Segment Open

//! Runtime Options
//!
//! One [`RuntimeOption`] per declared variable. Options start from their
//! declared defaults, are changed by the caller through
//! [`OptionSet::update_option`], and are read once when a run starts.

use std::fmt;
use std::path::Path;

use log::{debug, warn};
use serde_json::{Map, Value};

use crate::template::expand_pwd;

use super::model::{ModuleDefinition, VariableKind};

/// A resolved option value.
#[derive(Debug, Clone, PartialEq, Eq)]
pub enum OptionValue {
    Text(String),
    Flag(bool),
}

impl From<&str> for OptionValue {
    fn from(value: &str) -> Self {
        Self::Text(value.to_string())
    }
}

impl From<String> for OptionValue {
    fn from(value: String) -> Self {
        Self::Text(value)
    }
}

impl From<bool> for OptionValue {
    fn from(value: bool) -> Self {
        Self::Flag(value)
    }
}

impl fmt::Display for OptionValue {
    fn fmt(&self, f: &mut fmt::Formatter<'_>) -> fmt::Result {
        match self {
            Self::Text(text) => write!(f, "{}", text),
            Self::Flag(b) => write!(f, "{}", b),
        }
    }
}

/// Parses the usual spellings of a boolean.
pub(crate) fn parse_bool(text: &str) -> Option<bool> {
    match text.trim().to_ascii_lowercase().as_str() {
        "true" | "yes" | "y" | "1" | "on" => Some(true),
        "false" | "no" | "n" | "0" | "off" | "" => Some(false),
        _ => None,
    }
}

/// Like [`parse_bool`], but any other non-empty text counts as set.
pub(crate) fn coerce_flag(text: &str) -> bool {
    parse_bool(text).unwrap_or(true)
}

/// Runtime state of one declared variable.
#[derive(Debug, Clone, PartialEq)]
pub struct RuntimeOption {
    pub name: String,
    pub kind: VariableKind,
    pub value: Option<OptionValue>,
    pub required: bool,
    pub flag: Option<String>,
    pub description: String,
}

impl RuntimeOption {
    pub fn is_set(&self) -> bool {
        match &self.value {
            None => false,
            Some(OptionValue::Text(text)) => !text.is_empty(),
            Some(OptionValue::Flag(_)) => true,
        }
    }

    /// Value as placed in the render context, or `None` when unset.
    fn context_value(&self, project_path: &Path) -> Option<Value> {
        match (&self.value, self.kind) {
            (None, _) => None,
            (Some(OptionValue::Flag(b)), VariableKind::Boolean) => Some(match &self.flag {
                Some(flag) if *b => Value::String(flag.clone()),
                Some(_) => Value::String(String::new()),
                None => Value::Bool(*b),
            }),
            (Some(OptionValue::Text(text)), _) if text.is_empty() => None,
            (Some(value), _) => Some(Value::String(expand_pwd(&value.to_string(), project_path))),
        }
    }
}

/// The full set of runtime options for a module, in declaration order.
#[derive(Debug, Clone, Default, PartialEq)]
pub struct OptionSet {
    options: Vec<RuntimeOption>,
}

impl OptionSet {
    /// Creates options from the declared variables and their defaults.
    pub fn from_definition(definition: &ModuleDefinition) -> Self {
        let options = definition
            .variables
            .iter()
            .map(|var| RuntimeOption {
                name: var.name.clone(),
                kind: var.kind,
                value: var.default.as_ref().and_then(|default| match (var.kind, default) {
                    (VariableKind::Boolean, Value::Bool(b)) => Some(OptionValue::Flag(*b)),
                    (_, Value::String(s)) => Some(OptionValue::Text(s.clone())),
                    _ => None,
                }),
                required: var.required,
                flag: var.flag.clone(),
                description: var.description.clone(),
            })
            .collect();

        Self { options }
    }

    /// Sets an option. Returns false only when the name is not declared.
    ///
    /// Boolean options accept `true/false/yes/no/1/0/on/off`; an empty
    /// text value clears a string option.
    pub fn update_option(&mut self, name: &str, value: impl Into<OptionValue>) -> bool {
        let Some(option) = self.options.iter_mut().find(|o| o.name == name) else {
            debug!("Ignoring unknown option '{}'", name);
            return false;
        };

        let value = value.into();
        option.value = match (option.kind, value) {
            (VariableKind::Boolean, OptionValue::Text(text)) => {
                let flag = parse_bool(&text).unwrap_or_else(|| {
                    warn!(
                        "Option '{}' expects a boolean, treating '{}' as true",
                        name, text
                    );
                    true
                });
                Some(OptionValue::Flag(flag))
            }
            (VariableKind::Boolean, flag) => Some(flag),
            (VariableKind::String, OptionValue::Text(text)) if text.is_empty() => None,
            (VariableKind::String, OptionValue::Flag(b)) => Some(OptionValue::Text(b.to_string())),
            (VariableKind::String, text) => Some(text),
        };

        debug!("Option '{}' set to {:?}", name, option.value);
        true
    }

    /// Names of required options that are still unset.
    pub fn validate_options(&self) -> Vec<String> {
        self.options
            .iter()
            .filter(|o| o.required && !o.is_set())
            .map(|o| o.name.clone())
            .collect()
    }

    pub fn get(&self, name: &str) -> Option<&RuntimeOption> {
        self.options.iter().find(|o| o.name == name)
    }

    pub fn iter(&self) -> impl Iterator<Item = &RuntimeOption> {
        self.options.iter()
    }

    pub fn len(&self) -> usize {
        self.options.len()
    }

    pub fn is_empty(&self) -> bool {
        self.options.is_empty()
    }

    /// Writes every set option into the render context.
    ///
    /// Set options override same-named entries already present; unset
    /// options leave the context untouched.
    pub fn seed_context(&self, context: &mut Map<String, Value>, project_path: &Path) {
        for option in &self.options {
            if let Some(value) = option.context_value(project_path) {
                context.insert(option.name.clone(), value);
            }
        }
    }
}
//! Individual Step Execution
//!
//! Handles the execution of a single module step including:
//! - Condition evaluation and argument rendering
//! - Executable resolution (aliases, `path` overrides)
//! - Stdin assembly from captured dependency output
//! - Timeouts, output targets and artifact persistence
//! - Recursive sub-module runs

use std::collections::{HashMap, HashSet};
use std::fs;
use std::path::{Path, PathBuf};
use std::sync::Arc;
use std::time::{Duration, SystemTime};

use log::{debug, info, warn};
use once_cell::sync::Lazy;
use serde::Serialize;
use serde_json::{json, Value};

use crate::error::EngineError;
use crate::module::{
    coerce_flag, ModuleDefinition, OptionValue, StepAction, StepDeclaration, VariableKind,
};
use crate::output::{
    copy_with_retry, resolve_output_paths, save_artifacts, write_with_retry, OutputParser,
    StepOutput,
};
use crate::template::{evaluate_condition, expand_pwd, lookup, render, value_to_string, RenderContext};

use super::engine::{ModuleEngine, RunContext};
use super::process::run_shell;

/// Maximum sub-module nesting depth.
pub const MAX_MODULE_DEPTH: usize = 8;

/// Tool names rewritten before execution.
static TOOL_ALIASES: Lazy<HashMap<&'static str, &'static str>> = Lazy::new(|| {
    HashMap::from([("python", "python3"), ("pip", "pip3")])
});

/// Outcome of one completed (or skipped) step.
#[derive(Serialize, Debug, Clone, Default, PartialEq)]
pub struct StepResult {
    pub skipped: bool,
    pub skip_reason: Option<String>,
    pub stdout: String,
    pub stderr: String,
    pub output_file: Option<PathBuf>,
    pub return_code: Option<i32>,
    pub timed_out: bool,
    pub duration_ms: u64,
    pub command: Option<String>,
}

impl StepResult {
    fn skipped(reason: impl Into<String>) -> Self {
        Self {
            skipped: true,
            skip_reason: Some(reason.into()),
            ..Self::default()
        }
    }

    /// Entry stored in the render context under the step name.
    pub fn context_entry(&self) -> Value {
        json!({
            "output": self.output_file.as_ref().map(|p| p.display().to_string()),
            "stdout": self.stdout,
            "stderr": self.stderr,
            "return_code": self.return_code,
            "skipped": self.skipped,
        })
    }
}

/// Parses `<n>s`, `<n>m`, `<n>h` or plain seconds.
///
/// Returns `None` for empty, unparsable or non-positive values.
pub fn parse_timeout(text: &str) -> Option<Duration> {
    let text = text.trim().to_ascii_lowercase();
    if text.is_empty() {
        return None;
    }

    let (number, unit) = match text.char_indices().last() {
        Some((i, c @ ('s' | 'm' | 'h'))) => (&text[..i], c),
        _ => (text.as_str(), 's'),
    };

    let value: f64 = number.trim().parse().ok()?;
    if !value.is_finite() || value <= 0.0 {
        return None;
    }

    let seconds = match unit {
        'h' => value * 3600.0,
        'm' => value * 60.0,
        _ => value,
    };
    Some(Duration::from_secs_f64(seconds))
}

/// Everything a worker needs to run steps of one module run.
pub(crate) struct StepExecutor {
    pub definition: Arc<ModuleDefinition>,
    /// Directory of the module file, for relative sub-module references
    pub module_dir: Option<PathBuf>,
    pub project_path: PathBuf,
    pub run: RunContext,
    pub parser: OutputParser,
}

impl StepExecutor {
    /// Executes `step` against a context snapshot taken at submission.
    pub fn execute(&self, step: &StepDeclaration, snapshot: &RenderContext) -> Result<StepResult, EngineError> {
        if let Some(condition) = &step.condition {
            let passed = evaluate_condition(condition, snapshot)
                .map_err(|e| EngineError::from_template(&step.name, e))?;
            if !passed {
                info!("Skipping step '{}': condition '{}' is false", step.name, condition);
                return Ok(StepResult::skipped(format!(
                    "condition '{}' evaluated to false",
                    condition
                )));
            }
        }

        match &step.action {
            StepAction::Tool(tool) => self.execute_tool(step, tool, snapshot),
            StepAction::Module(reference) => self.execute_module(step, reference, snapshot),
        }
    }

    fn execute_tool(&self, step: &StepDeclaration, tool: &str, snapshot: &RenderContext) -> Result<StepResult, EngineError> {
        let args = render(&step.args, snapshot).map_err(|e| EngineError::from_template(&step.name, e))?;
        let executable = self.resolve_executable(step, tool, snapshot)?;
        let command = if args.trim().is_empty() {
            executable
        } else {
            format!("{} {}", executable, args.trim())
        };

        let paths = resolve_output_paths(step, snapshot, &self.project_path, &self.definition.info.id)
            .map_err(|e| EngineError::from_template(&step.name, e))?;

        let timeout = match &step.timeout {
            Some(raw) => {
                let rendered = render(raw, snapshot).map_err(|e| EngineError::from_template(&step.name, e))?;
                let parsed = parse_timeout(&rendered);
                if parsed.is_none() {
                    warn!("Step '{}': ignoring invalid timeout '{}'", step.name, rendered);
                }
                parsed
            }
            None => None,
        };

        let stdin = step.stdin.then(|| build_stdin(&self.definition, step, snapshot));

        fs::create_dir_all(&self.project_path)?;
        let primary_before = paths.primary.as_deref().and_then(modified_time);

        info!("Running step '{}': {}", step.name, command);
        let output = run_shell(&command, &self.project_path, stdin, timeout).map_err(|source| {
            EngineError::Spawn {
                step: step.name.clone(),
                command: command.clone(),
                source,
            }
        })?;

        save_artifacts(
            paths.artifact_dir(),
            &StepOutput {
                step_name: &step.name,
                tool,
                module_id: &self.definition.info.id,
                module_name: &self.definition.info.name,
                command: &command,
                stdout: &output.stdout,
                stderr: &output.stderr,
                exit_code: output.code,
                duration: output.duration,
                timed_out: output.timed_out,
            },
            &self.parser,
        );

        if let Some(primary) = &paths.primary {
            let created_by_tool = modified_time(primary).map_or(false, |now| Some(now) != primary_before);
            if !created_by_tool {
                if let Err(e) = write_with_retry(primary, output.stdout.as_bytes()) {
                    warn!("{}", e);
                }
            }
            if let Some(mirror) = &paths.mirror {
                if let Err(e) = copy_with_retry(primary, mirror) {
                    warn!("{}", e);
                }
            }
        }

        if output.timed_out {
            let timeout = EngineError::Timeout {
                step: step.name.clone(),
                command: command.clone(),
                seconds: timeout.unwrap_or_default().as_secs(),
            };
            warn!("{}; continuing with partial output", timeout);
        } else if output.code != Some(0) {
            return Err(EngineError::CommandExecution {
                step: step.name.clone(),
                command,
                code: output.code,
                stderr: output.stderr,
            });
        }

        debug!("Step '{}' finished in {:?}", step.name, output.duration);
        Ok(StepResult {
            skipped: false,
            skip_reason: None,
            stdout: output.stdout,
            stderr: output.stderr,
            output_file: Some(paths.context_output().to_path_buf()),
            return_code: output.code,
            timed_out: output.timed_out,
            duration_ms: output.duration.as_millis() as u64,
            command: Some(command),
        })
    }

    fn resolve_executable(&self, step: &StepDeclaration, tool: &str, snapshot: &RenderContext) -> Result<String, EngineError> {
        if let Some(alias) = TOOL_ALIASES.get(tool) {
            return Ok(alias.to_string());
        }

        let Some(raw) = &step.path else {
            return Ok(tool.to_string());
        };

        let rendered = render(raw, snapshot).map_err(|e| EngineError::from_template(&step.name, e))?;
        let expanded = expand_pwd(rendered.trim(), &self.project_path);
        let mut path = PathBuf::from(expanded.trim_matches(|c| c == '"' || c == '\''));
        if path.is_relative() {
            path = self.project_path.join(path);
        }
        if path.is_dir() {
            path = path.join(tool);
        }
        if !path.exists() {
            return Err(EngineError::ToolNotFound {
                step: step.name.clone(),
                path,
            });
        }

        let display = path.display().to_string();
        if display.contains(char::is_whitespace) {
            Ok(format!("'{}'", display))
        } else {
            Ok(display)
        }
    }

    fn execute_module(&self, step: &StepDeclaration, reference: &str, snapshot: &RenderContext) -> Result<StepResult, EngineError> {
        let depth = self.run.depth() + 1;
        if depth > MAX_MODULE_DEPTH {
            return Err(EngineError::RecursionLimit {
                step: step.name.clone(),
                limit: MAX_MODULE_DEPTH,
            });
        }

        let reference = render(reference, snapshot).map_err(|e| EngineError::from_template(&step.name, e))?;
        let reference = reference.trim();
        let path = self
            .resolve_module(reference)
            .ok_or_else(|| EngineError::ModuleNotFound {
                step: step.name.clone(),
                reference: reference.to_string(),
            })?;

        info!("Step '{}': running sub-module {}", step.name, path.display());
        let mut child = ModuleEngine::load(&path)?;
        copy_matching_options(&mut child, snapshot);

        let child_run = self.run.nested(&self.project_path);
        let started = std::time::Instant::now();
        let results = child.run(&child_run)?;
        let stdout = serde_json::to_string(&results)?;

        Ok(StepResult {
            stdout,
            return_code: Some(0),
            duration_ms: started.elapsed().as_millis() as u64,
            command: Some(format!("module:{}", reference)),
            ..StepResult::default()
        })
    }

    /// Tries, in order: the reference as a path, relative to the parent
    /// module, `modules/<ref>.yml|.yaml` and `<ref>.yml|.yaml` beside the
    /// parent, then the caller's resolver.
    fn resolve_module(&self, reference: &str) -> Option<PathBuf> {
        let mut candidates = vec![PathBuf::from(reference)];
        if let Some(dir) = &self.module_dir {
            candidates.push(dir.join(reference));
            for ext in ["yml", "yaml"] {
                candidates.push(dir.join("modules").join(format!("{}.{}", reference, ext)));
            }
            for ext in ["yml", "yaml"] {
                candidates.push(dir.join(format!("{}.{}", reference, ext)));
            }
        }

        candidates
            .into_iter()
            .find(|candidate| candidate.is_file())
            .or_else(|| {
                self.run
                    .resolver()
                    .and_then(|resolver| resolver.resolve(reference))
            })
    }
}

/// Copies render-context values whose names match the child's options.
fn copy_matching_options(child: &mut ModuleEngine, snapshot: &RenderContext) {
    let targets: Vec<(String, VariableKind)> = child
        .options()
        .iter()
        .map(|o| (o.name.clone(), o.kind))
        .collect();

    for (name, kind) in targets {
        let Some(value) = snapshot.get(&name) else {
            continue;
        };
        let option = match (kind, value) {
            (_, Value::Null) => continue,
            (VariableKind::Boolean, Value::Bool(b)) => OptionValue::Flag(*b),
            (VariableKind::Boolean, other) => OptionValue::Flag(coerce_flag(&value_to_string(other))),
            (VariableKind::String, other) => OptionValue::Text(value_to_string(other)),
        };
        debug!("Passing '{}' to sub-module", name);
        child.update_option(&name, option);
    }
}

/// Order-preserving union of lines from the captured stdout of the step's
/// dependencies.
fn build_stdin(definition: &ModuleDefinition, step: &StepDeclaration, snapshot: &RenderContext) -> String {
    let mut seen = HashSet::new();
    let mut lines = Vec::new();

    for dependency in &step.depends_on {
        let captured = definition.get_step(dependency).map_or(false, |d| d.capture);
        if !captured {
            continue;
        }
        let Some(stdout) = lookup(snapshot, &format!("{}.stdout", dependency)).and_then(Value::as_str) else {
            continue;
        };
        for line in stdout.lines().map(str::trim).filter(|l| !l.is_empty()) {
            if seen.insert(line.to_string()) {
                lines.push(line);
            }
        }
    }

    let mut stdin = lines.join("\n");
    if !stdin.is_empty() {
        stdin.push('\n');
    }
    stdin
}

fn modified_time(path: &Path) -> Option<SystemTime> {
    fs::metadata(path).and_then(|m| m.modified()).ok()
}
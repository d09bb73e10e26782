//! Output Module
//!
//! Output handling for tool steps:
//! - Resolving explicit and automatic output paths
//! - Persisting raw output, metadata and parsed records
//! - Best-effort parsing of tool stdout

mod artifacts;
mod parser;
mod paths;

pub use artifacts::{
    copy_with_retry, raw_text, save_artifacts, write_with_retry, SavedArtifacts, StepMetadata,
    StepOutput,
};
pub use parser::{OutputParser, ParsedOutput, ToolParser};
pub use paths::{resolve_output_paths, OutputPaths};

Segment Closed

Please reproduce exactly the lines from the first one of the records above through the line containing "resolved option value.", both included, and nothing else.

//! Runtime Options
//!
//! One [`RuntimeOption`] per declared variable. Options start from their
//! declared defaults, are changed by the caller through
//! [`OptionSet::update_option`], and are read once when a run starts.

use std::fmt;
use std::path::Path;

use log::{debug, warn};
use serde_json::{Map, Value};

use crate::template::expand_pwd;

use super::model::{ModuleDefinition, VariableKind};

/// A resolved option value.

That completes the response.